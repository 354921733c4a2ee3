//! Graph regeneration from stored papers.

use axum::extract::State;
use axum::Json;
use papergraph_ingestion::RegenerateRequest;
use tracing::info;

use crate::error::ApiResult;
use crate::handlers::{check_threshold, JobAccepted};
use crate::state::SharedState;

/// POST /graph
pub async fn make_graph(
    State(state): State<SharedState>,
    Json(req): Json<RegenerateRequest>,
) -> ApiResult<Json<JobAccepted>> {
    check_threshold(req.confidence_threshold)?;
    info!(
        mode = %req.mode,
        papers = req.paper_ids.as_ref().map_or(0, Vec::len),
        "Graph regeneration requested"
    );
    let job_id = state.orchestrator.submit_regenerate(req).await;
    Ok(Json(JobAccepted::queued(job_id, "Graph regeneration started.")))
}
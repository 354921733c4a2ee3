//! papergraph-ingestion: PDF intake, section classification and the job
//! workflows that turn uploads into a relationship graph.
//!
//! Flow for one batch:
//!   1. Uploads are content-hashed and written once to the upload directory
//!   2. A [`DocumentConverter`] turns each PDF into Markdown
//!   3. [`classify`] partitions the Markdown into semantic sections
//!   4. Metadata is extracted and persisted to the content store
//!   5. The relationship graph is built and stored on the job

pub mod chunker;
pub mod converter;
pub mod dedup;
pub mod jobs;
pub mod pipeline;

pub use chunker::{classify, section_summary};
pub use converter::{
    build_converter, DocumentConverter, IngestionError, LlamaParseClient, LocalPdfConverter,
};
pub use dedup::{content_hash, is_pdf_filename, stored_filename};
pub use jobs::{Job, JobEvent, JobHandle, JobKind, JobStatus, JobStore};
pub use pipeline::{BatchFile, BatchRequest, Orchestrator, RegenerateRequest};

☆ ☆ ☆

The task:
Return each line above exactly.

Task result:
repository 354921733c4a2ee3
//! Graph regeneration from stored papers.

use axum::extract::State;
use axum::Json;
use papergraph_ingestion::RegenerateRequest;
use tracing::info;

use crate::error::ApiResult;
use crate::handlers::{check_threshold, JobAccepted};
use crate::state::SharedState;

/// POST /graph
pub async fn make_graph(
    State(state): State<SharedState>,
    Json(req): Json<RegenerateRequest>,
) -> ApiResult<Json<JobAccepted>> {
    check_threshold(req.confidence_threshold)?;
    info!(
        mode = %req.mode,
        papers = req.paper_ids.as_ref().map_or(0, Vec::len),
        "Graph regeneration requested"
    );
    let job_id = state.orchestrator.submit_regenerate(req).await;
    Ok(Json(JobAccepted::queued(job_id, "Graph regeneration started.")))
}
repository 354921733c4a2ee3
//! papergraph-ingestion: PDF intake, section classification and the job
//! workflows that turn uploads into a relationship graph.
//!
//! Flow for one batch:
//!   1. Uploads are content-hashed and written once to the upload directory
//!   2. A [`DocumentConverter`] turns each PDF into Markdown
//!   3. [`classify`] partitions the Markdown into semantic sections
//!   4. Metadata is extracted and persisted to the content store
//!   5. The relationship graph is built and stored on the job

pub mod chunker;
pub mod converter;
pub mod dedup;
pub mod jobs;
pub mod pipeline;

pub use chunker::{classify, section_summary};
pub use converter::{
    build_converter, DocumentConverter, IngestionError, LlamaParseClient, LocalPdfConverter,
};
pub use dedup::{content_hash, is_pdf_filename, stored_filename};
pub use jobs::{Job, JobEvent, JobHandle, JobKind, JobStatus, JobStore};
pub use pipeline::{BatchFile, BatchRequest, Orchestrator, RegenerateRequest};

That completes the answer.